> **TASK TO COMPLETE**
Retype every entry exactly, character for character.

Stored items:
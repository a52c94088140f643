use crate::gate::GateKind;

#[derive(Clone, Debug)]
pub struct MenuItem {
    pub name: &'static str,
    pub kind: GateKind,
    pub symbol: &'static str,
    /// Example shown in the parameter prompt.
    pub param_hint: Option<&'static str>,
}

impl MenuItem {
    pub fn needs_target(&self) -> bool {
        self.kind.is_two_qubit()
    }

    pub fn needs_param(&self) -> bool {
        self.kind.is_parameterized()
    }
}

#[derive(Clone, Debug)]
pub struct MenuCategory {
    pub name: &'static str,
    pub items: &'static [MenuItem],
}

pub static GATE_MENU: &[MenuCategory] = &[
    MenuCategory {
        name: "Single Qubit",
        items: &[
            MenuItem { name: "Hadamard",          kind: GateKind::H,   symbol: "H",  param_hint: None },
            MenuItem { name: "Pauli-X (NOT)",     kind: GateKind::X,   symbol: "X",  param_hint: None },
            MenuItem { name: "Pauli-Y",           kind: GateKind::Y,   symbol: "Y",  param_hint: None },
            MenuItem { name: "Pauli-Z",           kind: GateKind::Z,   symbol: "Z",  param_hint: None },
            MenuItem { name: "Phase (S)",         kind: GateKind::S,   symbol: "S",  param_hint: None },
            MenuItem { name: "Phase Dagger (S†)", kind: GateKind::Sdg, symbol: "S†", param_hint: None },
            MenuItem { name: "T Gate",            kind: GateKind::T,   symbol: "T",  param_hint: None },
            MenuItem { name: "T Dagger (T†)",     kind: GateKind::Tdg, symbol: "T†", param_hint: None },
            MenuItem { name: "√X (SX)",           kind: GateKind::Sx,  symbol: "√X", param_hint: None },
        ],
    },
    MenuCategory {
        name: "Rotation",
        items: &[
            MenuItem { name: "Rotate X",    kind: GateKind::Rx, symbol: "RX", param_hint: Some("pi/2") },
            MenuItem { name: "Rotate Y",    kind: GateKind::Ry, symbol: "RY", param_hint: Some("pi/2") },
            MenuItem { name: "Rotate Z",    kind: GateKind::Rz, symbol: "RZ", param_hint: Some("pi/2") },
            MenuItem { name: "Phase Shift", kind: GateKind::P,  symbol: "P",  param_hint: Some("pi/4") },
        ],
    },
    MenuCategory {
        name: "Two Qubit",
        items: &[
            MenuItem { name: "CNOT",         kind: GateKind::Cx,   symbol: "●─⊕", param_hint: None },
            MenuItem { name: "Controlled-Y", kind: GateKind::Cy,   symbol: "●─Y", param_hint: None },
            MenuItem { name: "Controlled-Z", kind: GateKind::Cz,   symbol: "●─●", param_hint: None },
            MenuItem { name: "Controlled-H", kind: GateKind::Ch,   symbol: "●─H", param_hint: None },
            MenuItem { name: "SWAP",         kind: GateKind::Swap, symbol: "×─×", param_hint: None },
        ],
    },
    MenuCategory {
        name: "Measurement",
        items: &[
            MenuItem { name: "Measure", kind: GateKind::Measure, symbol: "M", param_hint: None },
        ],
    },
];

> **ANSWER SPACE**
repository a52c94088140f643
use crate::gate::GateKind;

#[derive(Clone, Debug)]
pub struct MenuItem {
    pub name: &'static str,
    pub kind: GateKind,
    pub symbol: &'static str,
    /// Example shown in the parameter prompt.
    pub param_hint: Option<&'static str>,
}

impl MenuItem {
    pub fn needs_target(&self) -> bool {
        self.kind.is_two_qubit()
    }

    pub fn needs_param(&self) -> bool {
        self.kind.is_parameterized()
    }
}

#[derive(Clone, Debug)]
pub struct MenuCategory {
    pub name: &'static str,
    pub items: &'static [MenuItem],
}

pub static GATE_MENU: &[MenuCategory] = &[
    MenuCategory {
        name: "Single Qubit",
        items: &[
            MenuItem { name: "Hadamard",          kind: GateKind::H,   symbol: "H",  param_hint: None },
            MenuItem { name: "Pauli-X (NOT)",     kind: GateKind::X,   symbol: "X",  param_hint: None },
            MenuItem { name: "Pauli-Y",           kind: GateKind::Y,   symbol: "Y",  param_hint: None },
            MenuItem { name: "Pauli-Z",           kind: GateKind::Z,   symbol: "Z",  param_hint: None },
            MenuItem { name: "Phase (S)",         kind: GateKind::S,   symbol: "S",  param_hint: None },
            MenuItem { name: "Phase Dagger (S†)", kind: GateKind::Sdg, symbol: "S†", param_hint: None },
            MenuItem { name: "T Gate",            kind: GateKind::T,   symbol: "T",  param_hint: None },
            MenuItem { name: "T Dagger (T†)",     kind: GateKind::Tdg, symbol: "T†", param_hint: None },
            MenuItem { name: "√X (SX)",           kind: GateKind::Sx,  symbol: "√X", param_hint: None },
        ],
    },
    MenuCategory {
        name: "Rotation",
        items: &[
            MenuItem { name: "Rotate X",    kind: GateKind::Rx, symbol: "RX", param_hint: Some("pi/2") },
            MenuItem { name: "Rotate Y",    kind: GateKind::Ry, symbol: "RY", param_hint: Some("pi/2") },
            MenuItem { name: "Rotate Z",    kind: GateKind::Rz, symbol: "RZ", param_hint: Some("pi/2") },
            MenuItem { name: "Phase Shift", kind: GateKind::P,  symbol: "P",  param_hint: Some("pi/4") },
        ],
    },
    MenuCategory {
        name: "Two Qubit",
        items: &[
            MenuItem { name: "CNOT",         kind: GateKind::Cx,   symbol: "●─⊕", param_hint: None },
            MenuItem { name: "Controlled-Y", kind: GateKind::Cy,   symbol: "●─Y", param_hint: None },
            MenuItem { name: "Controlled-Z", kind: GateKind::Cz,   symbol: "●─●", param_hint: None },
            MenuItem { name: "Controlled-H", kind: GateKind::Ch,   symbol: "●─H", param_hint: None },
            MenuItem { name: "SWAP",         kind: GateKind::Swap, symbol: "×─×", param_hint: None },
        ],
    },
    MenuCategory {
        name: "Measurement",
        items: &[
            MenuItem { name: "Measure", kind: GateKind::Measure, symbol: "M", param_hint: None },
        ],
    },
];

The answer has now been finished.